Once you have L and U, solving Ax = b becomes two quick triangular solves:

  • Forward substitution: Solve Lc = b for c, working top to bottom.
  • Backward substitution: Solve Ux = c for x, working bottom to top.

Each triangular solve costs only O(n²), which is dramatically cheaper than the O(n³) factorization step. This matters when you need to solve Ax = b for many different b vectors with the same A. You pay the O(n³) cost once to get L and U, then each new right-hand side b costs only O(n²). In engineering simulations where the same system matrix appears with hundreds or thousands of different load vectors, this speedup is enormous.

Why You Should Never Invert the Matrix

A common first instinct is to compute A⁻¹ and then multiply: x = A⁻¹b. This works in theory but is a bad idea in practice. Computing the inverse requires more arithmetic than LU decomposition and introduces additional rounding errors at every extra step. The result is both slower and less accurate. Numerical computing libraries like NumPy, MATLAB, and Julia all provide dedicated solvers (such as numpy.linalg.solve) that use LU decomposition with partial pivoting internally. These are faster and more numerically stable than computing the inverse yourself.

Large Sparse Systems: Iterative Solvers

Direct methods like Gaussian elimination and LU decomposition work well for dense matrices up to a few thousand rows. But many real-world problems produce matrices with millions of unknowns where most entries are zero. Fluid dynamics simulations, circuit analysis, and structural engineering models all generate these sparse systems. Storing and factoring such matrices directly would require prohibitive amounts of memory and time, since the O(n³) cost becomes impractical.

Iterative methods start with an initial guess for x and refine it step by step until the residual (the difference between Ax and b) is small enough. The conjugate gradient method is the standard choice for systems where A is symmetric and positive definite. Each iteration only requires multiplying A by a vector, which is very fast when A is sparse because you skip all the zero entries. For problems with millions of unknowns, iterative solvers often converge in far fewer than n iterations, making them orders of magnitude faster than direct methods.

Non-Square Systems: Least Squares

When A has more rows than columns (an overdetermined system), there are more equations than unknowns, and typically no exact solution exists. Instead, you find the x that gets as close as possible, minimizing the total squared error between Ax and b.

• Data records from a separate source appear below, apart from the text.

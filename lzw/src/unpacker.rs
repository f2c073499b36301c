//! Reads codepoints back from variable width bit fields, the mirror of [crate::packer].

use crate::{
    bits::{bytes_to_bits, Bits},
    packer::MAX_CODEPOINT_WIDTH,
    BUMP_CODE, CLEAR_CODE, END_OF_INFO_CODE, MIN_WIDTH,
};

/// An adaptive width bit unpacker, decoding streams written by the [crate::packer::BitPacker].
pub struct BitUnpacker {
    initial_code_size: usize,
}

impl BitUnpacker {
    /// Takes the size of the codebook at the start of a block, so after a reset.
    pub fn new(initial_code_size: usize) -> Self {
        Self { initial_code_size }
    }

    /// Returns an iterator over the codepoints packed in `data`.
    ///
    /// Codepoints start 9 bits wide and get one bit wider after each `BUMP_CODE`. After an
    /// `END_OF_INFO_CODE`, the rest of the current byte is skipped and the width goes back to 9 bits,
    /// but the iterator goes on: stopping there is up to the consumer.
    /// Trailing bits that do not make a whole codepoint are dropped.
    ///
    /// ```
    /// use lzw15::unpacker::BitUnpacker;
    ///
    /// let unpacker = BitUnpacker::new(258);
    /// let codepoints: Vec<u16> = unpacker.unpack([0x00, 0xC0, 0x40]).collect();
    ///
    /// assert_eq!(codepoints, [1, 257]);
    /// ```
    pub fn unpack<I>(&self, data: I) -> Unpacked<I::IntoIter>
    where
        I: IntoIterator<Item = u8>,
    {
        Unpacked {
            bits: bytes_to_bits(data),
            initial_code_size: self.initial_code_size,
            code_size: self.initial_code_size,
            first_in_block: true,
            width: MIN_WIDTH,
            offset: 0,
            ignore: 0,
        }
    }
}

/// Iterator over unpacked codepoints, see [BitUnpacker::unpack].
pub struct Unpacked<I> {
    bits: Bits<I>,
    initial_code_size: usize,
    code_size: usize,
    first_in_block: bool,
    width: u8,
    offset: u8,
    ignore: u8,
}

impl<I> Unpacked<I> {
    /// Width of the next codepoint.
    pub fn width(&self) -> u8 {
        self.width
    }

    /// Size of the codebook of the consumer, counted like [crate::packer::Packed::code_size]:
    /// one entry per data codepoint since the last reset, except the first one of the block.
    pub fn code_size(&self) -> usize {
        self.code_size
    }

    fn reset(&mut self) {
        self.width = MIN_WIDTH;
        self.code_size = self.initial_code_size;
        self.first_in_block = true;
    }
}

impl<I> Unpacked<I>
where
    I: Iterator<Item = u8>,
{
    #[inline]
    fn next_bit(&mut self) -> Option<bool> {
        let bit = self.bits.next()?;
        self.offset = (self.offset + 1) % 8;
        Some(bit)
    }
}

impl<I> Iterator for Unpacked<I>
where
    I: Iterator<Item = u8>,
{
    type Item = u16;

    fn next(&mut self) -> Option<Self::Item> {
        while self.ignore > 0 {
            self.next_bit()?;
            self.ignore -= 1;
        }

        let mut codepoint = 0u16;
        for _ in 0..self.width {
            codepoint = (codepoint << 1) | u16::from(self.next_bit()?);
        }

        match codepoint {
            BUMP_CODE => {
                if self.width < MAX_CODEPOINT_WIDTH {
                    self.width += 1;
                } else {
                    log::warn!("Ignoring bump past {} bits", MAX_CODEPOINT_WIDTH);
                }
            }
            END_OF_INFO_CODE => {
                self.ignore = (8 - self.offset) % 8;
                self.reset();
            }
            CLEAR_CODE => self.reset(),
            _ => {
                if self.first_in_block {
                    self.first_in_block = false;
                } else {
                    self.code_size += 1;
                }
            }
        }

        Some(codepoint)
    }
}

#[cfg(test)]
mod tests {
    use super::*;
    use crate::{packer::BitPacker, FIRST_CODE};

    fn unpack(data: &[u8]) -> Vec<u16> {
        BitUnpacker::new(FIRST_CODE as usize)
            .unpack(data.iter().copied())
            .collect()
    }

    #[test]
    fn unpack_with_bump() {
        let codepoints: Vec<u16> = BitUnpacker::new(258).unpack([0x00, 0xC0, 0x40]).collect();

        assert_eq!(codepoints, [1, 257]);
    }

    #[test]
    fn unpack_end_of_info_alone() {
        assert_eq!(unpack(&[0x80, 0x00]), [END_OF_INFO_CODE]);
    }

    #[test]
    fn unpack_does_not_stop_at_end_of_info() {
        let codepoints = unpack(&[0x30, 0xC0, 0x00, 0x30, 0xC0, 0x00]);

        assert_eq!(
            codepoints,
            [0x61, END_OF_INFO_CODE, 0x61, END_OF_INFO_CODE]
        );
    }

    #[test]
    fn unpack_nothing() {
        assert!(unpack(&[]).is_empty());
    }

    #[test]
    fn trailing_bits_are_dropped() {
        // A single byte is not enough for a 9 bits codepoint.
        assert!(unpack(&[0xFF]).is_empty());
    }

    #[test]
    fn end_of_info_resets_width() {
        let codepoints = unpack(&[0x80, 0xA0, 0x00, 0xFF, 0x80]);

        assert_eq!(codepoints, [BUMP_CODE, END_OF_INFO_CODE, 0x1FF]);
    }

    #[test]
    fn width_follows_packer() {
        let codepoints = [97, 98, BUMP_CODE, 600, BUMP_CODE, 1500, END_OF_INFO_CODE, 99];
        let packed: Vec<u8> = BitPacker::new(FIRST_CODE as usize)
            .pack(codepoints)
            .collect();

        let mut unpacked = BitUnpacker::new(FIRST_CODE as usize).unpack(packed);
        let mut widths = vec![];
        let mut output = vec![];
        while let Some(codepoint) = unpacked.next() {
            output.push(codepoint);
            widths.push(unpacked.width());
        }

        assert_eq!(output, codepoints);
        assert_eq!(widths, [9, 9, 10, 10, 11, 11, 9, 9]);
    }

    #[test]
    fn code_size_counts_data_codepoints() {
        let codepoints = [97, 98, BUMP_CODE, 99, END_OF_INFO_CODE];
        let packed: Vec<u8> = BitPacker::new(FIRST_CODE as usize)
            .pack(codepoints)
            .collect();

        let mut unpacked = BitUnpacker::new(FIRST_CODE as usize).unpack(packed);
        let mut sizes = vec![];
        while unpacked.next().is_some() {
            sizes.push(unpacked.code_size());
        }

        assert_eq!(sizes, [259, 260, 260, 261, 259]);
    }

    #[test]
    fn code_size_matches_packer() {
        let codepoints = [97, 98, 99, BUMP_CODE, 100, CLEAR_CODE, 101, 102];
        let mut packed = BitPacker::new(FIRST_CODE as usize).pack(codepoints);
        let bytes: Vec<u8> = packed.by_ref().collect();

        let mut unpacked = BitUnpacker::new(FIRST_CODE as usize).unpack(bytes);
        for _ in 0..codepoints.len() {
            unpacked.next();
        }

        assert_eq!(unpacked.code_size(), packed.code_size());
    }

    #[test]
    fn clear_resets_width() {
        let codepoints = [97, 98, BUMP_CODE, 600, CLEAR_CODE, 98, 97, 259, END_OF_INFO_CODE];
        let packed: Vec<u8> = BitPacker::new(FIRST_CODE as usize)
            .pack(codepoints)
            .collect();

        let mut unpacked = BitUnpacker::new(FIRST_CODE as usize).unpack(packed);
        let mut widths = vec![];
        let mut output = vec![];
        while let Some(codepoint) = unpacked.next() {
            output.push(codepoint);
            widths.push(unpacked.width());
        }

        assert_eq!(output, codepoints);
        assert_eq!(widths, [9, 9, 10, 10, 9, 9, 9, 9, 9]);
    }

    #[test]
    fn clear_does_not_realign() {
        // Same layout as the packer: 257, then 97 and 258 in 10 bits, then 98 in 9 bits.
        let codepoints = unpack(&[0x80, 0x8C, 0x28, 0x11, 0x88]);

        assert_eq!(codepoints, [BUMP_CODE, 97, CLEAR_CODE, 98]);
    }
}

The standard approach transforms the rectangular problem into a square one using the normal equations. Multiply both sides by A transposed to get (AᵀA)x = Aᵀb. The matrix AᵀA is square and (usually) invertible, so you can solve this system with any of the direct methods above. This gives the least squares solution, which is the x that minimizes the distance between Ax and b.

When A has more columns than rows (an underdetermined system), there are infinitely many solutions. The typical goal is to find the solution with the smallest magnitude. This is done by assuming x = Aᵀt, then solving (AAᵀ)t = b for t, and computing x = Aᵀt.

Choosing the Right Method

  • Small dense system, one right-hand side: Gaussian elimination with partial pivoting. This is what most library functions do behind the scenes.
  • Same A, many different b vectors: LU decomposition. Pay the factorization cost once and reuse it.
  • Large sparse symmetric system: Conjugate gradient or another iterative solver. These exploit the sparsity pattern to avoid storing or operating on zero entries.
  • Overdetermined system (more equations than unknowns): Least squares via the normal equations or QR decomposition.

In practice, if you’re writing code, you rarely implement these algorithms from scratch. Call numpy.linalg.solve in Python, A\b in MATLAB, or the equivalent in your language. These functions automatically choose partial pivoting and optimized factorization routines. The value of understanding the underlying methods is knowing which tool to reach for and recognizing when a system might be ill-conditioned, singular, or better suited to an iterative approach.